C’è sicuramente da dire, senza voler fare troppe chiacchiere da bar che il calcio è un elemento imprescindibile del maschio italiano (tra non molto anche della donna, ci si sta lavorando), un idolo per il quale si prova lo stesso affetto che si nutre forse per la mamma e non c’è da stupirsene visto che cresciamo in compagnia di entrambi, al contrario della/del partner che sì, ci dà tante gioie – forse anche di più della nostra squadra, soprattutto se non siete di Torino di questi periodi – ma che non esitiamo a sostituire non appena le cose vanno male. Insomma, cambiare partner è decisamente più facile che tingere di un altro colore la fede calcistica.

Forse perché da un lato abbiamo una parte di noi, affascinante, comprensiva, disponibile, che ci fa battere il cuore a mille ogni volta che la vediamo, dall’altro c’è… la/il fidanzata/o. Ma esaminiamo meglio il perché di questa fede incrollabile per i colori calcistici rispetto all’indifferenza che ci caratterizza dopo un annetto (o due, se va bene) in dolce compagnia.

Innanzitutto tifare per una squadra è gratis e non comporta impegni: è un aspetto da non sottovalutare perché stateci voi a pensare a ogni singolo regalo per tutti gli avvenimenti dell’anno e, soprattutto, mettere mano al portafoglio. Invece, Juve, Roma, Lazio, Milan, Inter ecc… non chiedono nulla, anzi, ci fanno pure la campagna acquisti invernale nella quale a volte  ci immedesimiamo più volentieri che nell’abbraccio natalizio della zia. E alla luce di ciò ci chiedono pure che fine ha fatto la/il fidanzatina/o!

Con la nostra squadra siamo liberi di arrabbiarci quando ci va…e spesso abbiamo pure ragione! Vi ricordate di quella discussione col partner che in cui avete avuto la meglio con delle sincere scuse a seguire? Beh, nemmeno noi.

Se qualcuno per strada parla bene della nostra squadra del cuore siamo contenti e cerchiamo di entrare nella discussione. Se qualcuno per strada parla “bene” del nostro partner cerchiamo di tirarlo sotto con la macchina. Questo perché da una parte, quando si tratta della nostra squadra si attiva la solidarietà e lo spirito di fratellanza: condividiamo con l’altra persona una parte di noi e sembra di conoscersi da sempre, dall’altra parte si tocca un pò troppo da vicino una parte di noi che non è assolutamente condivisibile con gli altri!

E mi fa stare bene quando penso a lei, canta Jovanotti: diciamocelo, quando gioca la nostra squadra siamo contenti più di quando andiamo a fare shopping o entriamo in un negozio di scarpe sportive col partner.

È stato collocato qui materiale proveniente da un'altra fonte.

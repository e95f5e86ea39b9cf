//! Fan-out of sequenced envelopes to push-stream subscribers.
//!
//! Every subscriber owns a bounded queue. Publishing never waits: a subscriber
//! whose queue is full is disconnected and has to reconnect, which gets it a
//! fresh `snapshot` envelope. Each envelope is encoded once and shared.

use std::collections::HashMap;
use std::pin::Pin;
use std::sync::atomic::{AtomicU64, Ordering};
use std::sync::{Arc, Mutex, PoisonError, Weak};
use std::task::{Context, Poll};

use futures::Stream;
use opsdeck_core::envelope::{EventType, StreamEnvelope};
use tokio::sync::mpsc::{self, error::TrySendError};
use uuid::Uuid;

/// Envelopes buffered per subscriber before it counts as lagging.
pub const SUBSCRIBER_BUFFER: usize = 256;

/// An envelope already rendered for the wire.
#[derive(Debug)]
pub struct PreparedEvent {
    /// Push-stream `id:` field, the envelope sequence.
    pub id: String,
    pub event_type: EventType,
    /// The envelope as JSON, sent as the `data:` field.
    pub data: String,
}

impl PreparedEvent {
    pub fn from_envelope(envelope: &StreamEnvelope) -> Result<Arc<Self>, serde_json::Error> {
        Ok(Arc::new(Self {
            id: envelope.sequence.to_string(),
            event_type: envelope.event_type,
            data: serde_json::to_string(envelope)?,
        }))
    }
}

#[derive(Debug, Clone, Copy, Default, PartialEq, Eq)]
pub struct BroadcastStats {
    pub published: u64,
    pub dropped_subscribers: u64,
    pub subscribers: usize,
}

type Registry = HashMap<Uuid, mpsc::Sender<Arc<PreparedEvent>>>;

pub struct EventBroadcaster {
    subscribers: Mutex<Registry>,
    buffer: usize,
    published: AtomicU64,
    dropped: AtomicU64,
}

impl EventBroadcaster {
    pub fn new(buffer: usize) -> Arc<Self> {
        Arc::new(Self {
            subscribers: Mutex::new(HashMap::new()),
            buffer: buffer.max(1),
            published: AtomicU64::new(0),
            dropped: AtomicU64::new(0),
        })
    }

    fn registry(&self) -> std::sync::MutexGuard<'_, Registry> {
        self.subscribers
            .lock()
            .unwrap_or_else(PoisonError::into_inner)
    }

    /// Register a subscriber whose queue starts with `initial`, so nothing
    /// published afterwards can overtake it.
    pub fn subscribe(self: &Arc<Self>, initial: Arc<PreparedEvent>) -> Subscription {
        let (sender, receiver) = mpsc::channel(self.buffer);
        // Fresh channel with capacity >= 1: cannot be full or closed.
        let _ = sender.try_send(initial);
        let id = Uuid::now_v7();
        self.registry().insert(id, sender);
        tracing::debug!(subscriber_id = %id, "subscriber registered");
        Subscription {
            id,
            receiver,
            broadcaster: Arc::downgrade(self),
        }
    }

    /// Deliver to every subscriber without waiting. Returns how many queues
    /// accepted the event.
    pub fn publish(&self, event: Arc<PreparedEvent>) -> usize {
        self.published.fetch_add(1, Ordering::Relaxed);
        let mut registry = self.registry();
        let mut delivered = 0;
        registry.retain(|id, sender| match sender.try_send(Arc::clone(&event)) {
            Ok(()) => {
                delivered += 1;
                true
            }
            Err(TrySendError::Full(_)) => {
                self.dropped.fetch_add(1, Ordering::Relaxed);
                tracing::warn!(
                    subscriber_id = %id,
                    sequence = %event.id,
                    "subscriber lagging; disconnecting"
                );
                false
            }
            Err(TrySendError::Closed(_)) => {
                tracing::debug!(subscriber_id = %id, "subscriber gone");
                false
            }
        });
        delivered
    }

    /// Disconnect every subscriber; their streams end after draining.
    pub fn close_all(&self) -> usize {
        let mut registry = self.registry();
        let closed = registry.len();
        registry.clear();
        closed
    }

    pub fn subscriber_count(&self) -> usize {
        self.registry().len()
    }

    pub fn stats(&self) -> BroadcastStats {
        BroadcastStats {
            published: self.published.load(Ordering::Relaxed),
            dropped_subscribers: self.dropped.load(Ordering::Relaxed),
            subscribers: self.subscriber_count(),
        }
    }

    fn remove(&self, id: &Uuid) {
        if self.registry().remove(id).is_some() {
            tracing::debug!(subscriber_id = %id, "subscriber unregistered");
        }
    }
}

/// Receiving half of one subscriber. Ends when the broadcaster drops it for
/// lagging; unregisters itself when dropped.
pub struct Subscription {
    id: Uuid,
    receiver: mpsc::Receiver<Arc<PreparedEvent>>,
    broadcaster: Weak<EventBroadcaster>,
}

impl Subscription {
    pub fn id(&self) -> Uuid {
        self.id
    }
}

impl Stream for Subscription {
    type Item = Arc<PreparedEvent>;

    fn poll_next(mut self: Pin<&mut Self>, cx: &mut Context<'_>) -> Poll<Option<Self::Item>> {
        self.receiver.poll_recv(cx)
    }
}

impl Drop for Subscription {
    fn drop(&mut self) {
        if let Some(broadcaster) = self.broadcaster.upgrade() {
            broadcaster.remove(&self.id);
        }
    }
}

Per di più se sappiamo che quella stessa sera gioca la nostra squadra affrontiamo l’ardua impresa con uno stato d’animo molto più accondiscendente.

Nella buona e nella cattiva sorte, la nostra squadra è sempre con noi: abbiamo passato una giornata infernale e per di più il nostro Albinoleffe (esempio) rimedia una sonora sconfitta. Si crea spirito di condivisone, “sia io che la mia squadra abbiamo passato una brutta giornata” e ci dispiacciamo forse più per il calcio che per noi (che in confronto il presidente del nostro club di fiducia è un moderato apolide). La nostra squadra vince? ” Meno male che i ragazzi hanno vinto e mi hanno risollevato”. Chi non lo ha mai pensato?

Forse aveva ragione Churchill, che affermava “gli italiani perdono le guerre come fossero partite di calcio e le partite di calcio come fossero guerre”. No, scusate, aveva senz’altro ragione.